• **WORK ORDER**:
Find the string "this" in the listing below and return each line it appears in.
━━━━━ SUPPLIED DATA
//! Robo Duel - A side-view robot fighting demo
//!
//! Core modules:
//! - `sim`: Simulation (fighters, bullets, hit detection, game state)
//! - `renderer`: Backend-agnostic display list for the 320x240 surface
//! - `platform`: Input unification and frame timing
//! - `settings`: User-tunable configuration

pub mod platform;
pub mod renderer;
pub mod settings;
pub mod sim;

pub use settings::{Settings, SettingsError};

use glam::Vec2;

/// Game configuration constants
pub mod consts {
    /// Nominal frame interval in milliseconds (~30 fps)
    pub const FRAME_INTERVAL_MS: u64 = 33;

    /// Drawing surface dimensions
    pub const SCREEN_WIDTH: f32 = 320.0;
    pub const SCREEN_HEIGHT: f32 = 240.0;

    /// Ground level; fighters fall until they reach this y
    pub const HORIZON_HEIGHT: f32 = 220.0;
    /// Sprites are drawn this far above the fighter's feet
    pub const DRAW_CENTER_HEIGHT: f32 = 10.0;

    /// Fighter movement
    pub const WALK_SPEED: f32 = 3.0;
    pub const WALK_ACCEL: f32 = 0.5;
    pub const THRUST: f32 = 1.6;
    pub const GRAVITY: f32 = 0.6;
    pub const HORIZONTAL_DAMPING: f32 = 0.8;

    /// Aiming (degrees)
    pub const AIM_STEP: f32 = 8.0;
    pub const AIM_LIMIT: f32 = 40.0;

    /// Fire cooldown; bullets spawn while the counter is above `FIRE_BURST_FLOOR`
    pub const FIRE_COOLDOWN: u32 = 10;
    pub const FIRE_BURST_FLOOR: u32 = 5;

    /// Bullet muzzle speed along the firer's aim
    pub const BULLET_SPEED: f32 = 30.0;
    /// Fraction of bullet velocity transferred to a fighter on hit
    pub const KNOCKBACK_DIVISOR: f32 = 10.0;

    /// Bullets outside this box are removed
    pub const BULLET_MIN_X: f32 = -20.0;
    pub const BULLET_MAX_X: f32 = 340.0;
    pub const BULLET_MIN_Y: f32 = -20.0;
    pub const BULLET_MAX_Y: f32 = 260.0;
}

/// Degrees to radians
#[inline]
pub fn deg_to_rad(degrees: f32) -> f32 {
    degrees.to_radians()
}

/// Rotate a vector by `degrees` (positive is clockwise on a y-down screen)
#[inline]
pub fn rotate_deg(v: Vec2, degrees: f32) -> Vec2 {
    Vec2::from_angle(deg_to_rad(degrees)).rotate(v)
}

/// Rotate a vector, then flip its x axis when `backward`
#[inline]
pub fn rotate_mirrored(v: Vec2, degrees: f32, backward: bool) -> Vec2 {
    let r = rotate_deg(v, degrees);
    if backward { Vec2::new(-r.x, r.y) } else { r }
}
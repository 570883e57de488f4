//! Draw command types for the display list

use glam::Vec2;
use serde::{Deserialize, Serialize};

/// 8-bit RGB stroke/fill color
#[derive(Debug, Clone, Copy, PartialEq, Eq, Serialize, Deserialize)]
pub struct Rgb(pub u8, pub u8, pub u8);

/// One backend-agnostic drawing operation
#[derive(Debug, Clone, PartialEq, Serialize, Deserialize)]
pub enum DrawCommand {
    /// Clear the whole surface
    Clear { width: f32, height: f32 },
    /// Stroke connected lines, one-pixel wide
    Polyline { points: Vec<Vec2>, color: Rgb },
    /// Fill text with its baseline starting at `pos`
    Text { text: String, pos: Vec2 },
}

/// Colors for game elements
pub mod colors {
    use super::Rgb;

    pub const PLAYER: Rgb = Rgb(0, 0, 255);
    pub const ENEMY: Rgb = Rgb(150, 0, 0);
    pub const BULLET: Rgb = Rgb(0, 0, 255);
}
━━━━━━━━━━
• **RESULT**:
    /// Ground level; fighters fall until they reach this y
    /// Sprites are drawn this far above the fighter's feet
    /// Bullets outside this box are removed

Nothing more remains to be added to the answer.